08 abril 2014

Anatomía de un paisaje

Ese hermoso entorno que usted puede apreciar, leal amigo lector, el mismo que aparece en el recuadro de esta página, no es otro que el que yo observo y admiro al correr las cortinas de mi dormitorio al inicio de cada mañana. Cierto es que, dada mi posición de privilegio -especie de aventajado atalaya-, hay ocasiones en que la niebla oscurece mi inigualable panorama. Mas, por lo general, aquella estimulante vista está allí, mezcla de naturaleza y superposición urbanística, maridaje de los relieves cordilleranos y de esos otros elementos que configuran la ciudad: unas calles o avenidas, unos edificios y monumentos, unos parques…

Pero… ¿Es eso la ciudad? ¿No es la urbe algo más que esa -a veces- desapercibida ilusión que llamamos paisaje? ¿No hay algo más, un algo que justifique ese afán de sus hombres de vivir en medio de ese entorno, de realizar sus actividades allí, un algo que estimule al habitante de la ciudad a seguir en ella o a afincarse?

Si hemos de meditarlo con ponderación, el paisaje no configura, no constituye la realidad misma de la ciudad. Lo que verdaderamente importa es lo amigable y cómoda que la ciudad sea para vivir, el bienestar que ella ofrezca para radicarse, para vivir sus ambientes y rincones, para movilizarse… Por eso, cuando en las madrugadas retiro las cortinas de mi improvisado punto de vigía, sé muy bien que la ciudad es algo más que ese espectáculo que ofrece un deleite visual; ella está más bien en lo que vive, siente y espera su gente, está en los conflictos urbanos que tiene que enfrentar, en sus insatisfechos problemas de tránsito y movilización, en los riesgos que atentan contra su seguridad, en esa comparación inevitable entre lo que se le ha ofrecido y lo que realmente obtiene.

Y ese es justamente el contraste ineludible que en forma cotidiana me cabe comprobar; solo necesito observar la parte inferior del panorama, para apreciar los estancamientos de tránsito que la gente debe soportar, el desorden y carencia de control que tiene que sobrellevar, las limitaciones de la transportación pública que debe sufrir y tolerar… En fin, toda esa frustración que tiene que padecer, y también disimular, convencida -quizá- que en algún lugar ha de haber alguien que ha de estar preocupado por estudiar esa compleja problemática y que ha de buscar probables y -sobre todo- urgentes soluciones para convertir esa anarquía en un sistema eficiente, satisfactorio y confiable.

Cuando un día en Beijing el actual alcalde capitalino me inquirió acerca de la razón o motivos, que encontraba yo, para que una ciudad de ese tamaño tuviese tan sorprendente desarrollo urbanístico, sólo atiné a insinuar dos elementales aspectos: generosidad de espacios y planificación centralizada.

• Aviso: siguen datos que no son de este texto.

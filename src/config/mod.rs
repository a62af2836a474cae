// ABOUTME: Configuration surface for TARP servers and clients
// ABOUTME: Re-exports the TLS config; server/client builders live in their own modules

//! Configuration types shared across TARP.
//!
//! TLS is the only cross-cutting configuration concern for the library
//! itself; server bind settings and client connection settings live next to
//! the transports they configure ([`crate::server::common`],
//! [`crate::client::common`]). The example binaries layer their own
//! configuration (defaults, file, environment) through [`settings`].

pub mod tls;

#[cfg(feature = "config")]
pub mod settings;

pub use tls::{TlsConfig, TlsConfigBuilder, VerificationMode};

#[cfg(feature = "config")]
pub use settings::{ClientSettings, ServerSettings};
fn parse_discovery_record(record: &Value) -> HashMap<String, EndpointBinding> {
    let mut bindings = HashMap::new();
    for (key, flavor) in [
        ("GET", Flavor::Get),
        ("POST", Flavor::Post),
        ("RPC", Flavor::Rpc),
        ("ASYNCRPC", Flavor::AsyncRpc),
    ] {
        let Some(entries) = record.get(key).and_then(Value::as_array) else {
            continue;
        };
        for entry in entries {
            let Some(name) = entry.get("name").and_then(Value::as_str) else {
                continue;
            };
            bindings.insert(
                name.to_string(),
                EndpointBinding {
                    name: name.to_string(),
                    flavor,
                    description: entry
                        .get("description")
                        .and_then(Value::as_str)
                        .unwrap_or_default()
                        .to_string(),
                    result_mimetype: entry
                        .get("result_mimetype")
                        .and_then(Value::as_str)
                        .map(String::from),
                    query_params: entry
                        .get("query_params")
                        .and_then(Value::as_array)
                        .map(|a| {
                            a.iter()
                                .filter_map(Value::as_str)
                                .map(String::from)
                                .collect()
                        })
                        .unwrap_or_default(),
                    payload_mimetype: entry
                        .get("payload_mimetype")
                        .and_then(Value::as_str)
                        .map(String::from),
                    payload_schema: entry.get("payload_schema").cloned().filter(|v| !v.is_null()),
                    suggested_wait: entry.get("suggested_wait").and_then(Value::as_u64),
                },
            );
        }
    }
    bindings
}
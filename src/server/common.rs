// ABOUTME: TarpServer configuration: bind address/port, TLS, worker pool sizing
// ABOUTME: Builder pattern mirroring the teacher crate's ServerBuilder

//! Server-side configuration for [`crate::server::rest::TarpServer`].

use crate::config::tls::TlsConfig;
use crate::constants::{limits, network};
use crate::jobs::JobTableConfig;

/// Bind, TLS, and worker settings for a `TarpServer`.
#[derive(Debug, Clone)]
pub struct TarpServerConfig {
    pub bind_address: String,
    pub port: u16,
    pub tls: Option<TlsConfig>,
    pub max_workers: usize,
    pub job_table: JobTableConfig,
}

impl Default for TarpServerConfig {
    fn default() -> Self {
        Self {
            bind_address: network::DEFAULT_BIND_ADDRESS.to_string(),
            port: network::DEFAULT_PORT,
            tls: None,
            max_workers: limits::DEFAULT_MAX_WORKERS,
            job_table: JobTableConfig::default(),
        }
    }
}

/// Builder for [`TarpServerConfig`].
pub struct TarpServerBuilder {
    config: TarpServerConfig,
}

impl TarpServerBuilder {
    pub fn new() -> Self {
        Self {
            config: TarpServerConfig::default(),
        }
    }

    pub fn bind_address(mut self, address: impl Into<String>) -> Self {
        self.config.bind_address = address.into();
        self
    }

    pub fn port(mut self, port: u16) -> Self {
        self.config.port = port;
        self
    }

    pub fn tls(mut self, tls: TlsConfig) -> Self {
        if tls.enabled && self.config.port == network::DEFAULT_PORT {
            self.config.port = network::DEFAULT_TLS_PORT;
        }
        self.config.tls = Some(tls);
        self
    }

    pub fn max_workers(mut self, max: usize) -> Self {
        self.config.max_workers = max;
        self
    }

    pub fn job_table(mut self, job_table: JobTableConfig) -> Self {
        self.config.job_table = job_table;
        self
    }

    pub fn build(self) -> TarpServerConfig {
        self.config
    }
}

impl Default for TarpServerBuilder {
    fn default() -> Self {
        Self::new()
    }
}
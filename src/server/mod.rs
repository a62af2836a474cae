// ABOUTME: Server-side TARP: configuration plus the REST dispatcher
// ABOUTME: Single transport (HTTP via Axum); other transports are out of scope

//! Server-side TARP.
//!
//! A [`TarpServer`] binds a [`crate::registry::Registry`] to a socket and
//! serves it behind one dispatcher; see [`rest`] for how requests are
//! routed.

pub mod common;

#[cfg(feature = "rest-server")]
pub mod rest;

pub use common::{TarpServerBuilder, TarpServerConfig};

#[cfg(feature = "rest-server")]
pub use rest::TarpServer;
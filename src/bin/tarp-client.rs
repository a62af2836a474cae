// ABOUTME: Demo TARP client exercising discovery plus one call of each flavor
// ABOUTME: Mirrors the teacher crate's test-client.rs: env-driven target, plain stdout reporting

use tarp::client::ClientConfig;
use tarp::config::ClientSettings;
use tarp::prelude::*;

#[tokio::main]
async fn main() -> Result<()> {
    let settings = ClientSettings::load()?;

    tracing_subscriber::fmt()
        .with_env_filter(
            tracing_subscriber::EnvFilter::try_new(&settings.log_level)
                .unwrap_or_else(|_| tracing_subscriber::EnvFilter::new("info")),
        )
        .init();

    tracing::info!(base_url = %settings.base_url, "connecting");
    let client = TarpClient::connect(ClientConfig::new(settings.base_url)).await?;

    println!("discovered {} endpoint(s):", client.endpoints().count());
    for endpoint in client.endpoints() {
        println!("  {:?} {} — {}", endpoint.flavor, endpoint.name, endpoint.description);
    }

    if client.endpoint("echo").is_some() {
        let response = client.call_get("echo", &[("name", "tarp")]).await?;
        println!("echo -> {response:?}");
    }

    if client.endpoint("add").is_some() {
        let result = client
            .call_rpc("add", vec![serde_json::json!(2), serde_json::json!(3)], serde_json::Map::new())
            .await?;
        println!("add(2, 3) -> {result}");
    }

    if client.endpoint("slowSquare").is_some() {
        let handle = client
            .call_async_rpc("slowSquare", vec![serde_json::json!(9)], serde_json::Map::new())
            .await?;
        println!("slowSquare(9) submitted as job {}", handle.id());
        let result = handle.wait().await?;
        println!("slowSquare(9) -> {result}");
    }

    Ok(())
}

No sé si en esto de la generosidad -o mezquindad- en la asignación de espacios para las obras públicas exista un ingrediente cultural; es probable que sí. Sin embargo, creo que en este -como en muchos asuntos de la modernidad- ya queda poco por inventar. Es solo cuestión de ver qué soluciones se implementan y aplican en otros países y lugares; entonces, tomar esa referencia y tratar de aplicarla a nuestra realidad.

En cuanto a la planificación, no siempre se cae en cuenta que no se trata de un recurso para el presente. Así como lo que hoy existe es algo que se vislumbró o no, que se anticipó o no, en el pasado, lo que mañana se disfrute -o se tenga que sufrir, tolerar y transigir- ha de ser consecuencia de lo que hoy se logre anticipar.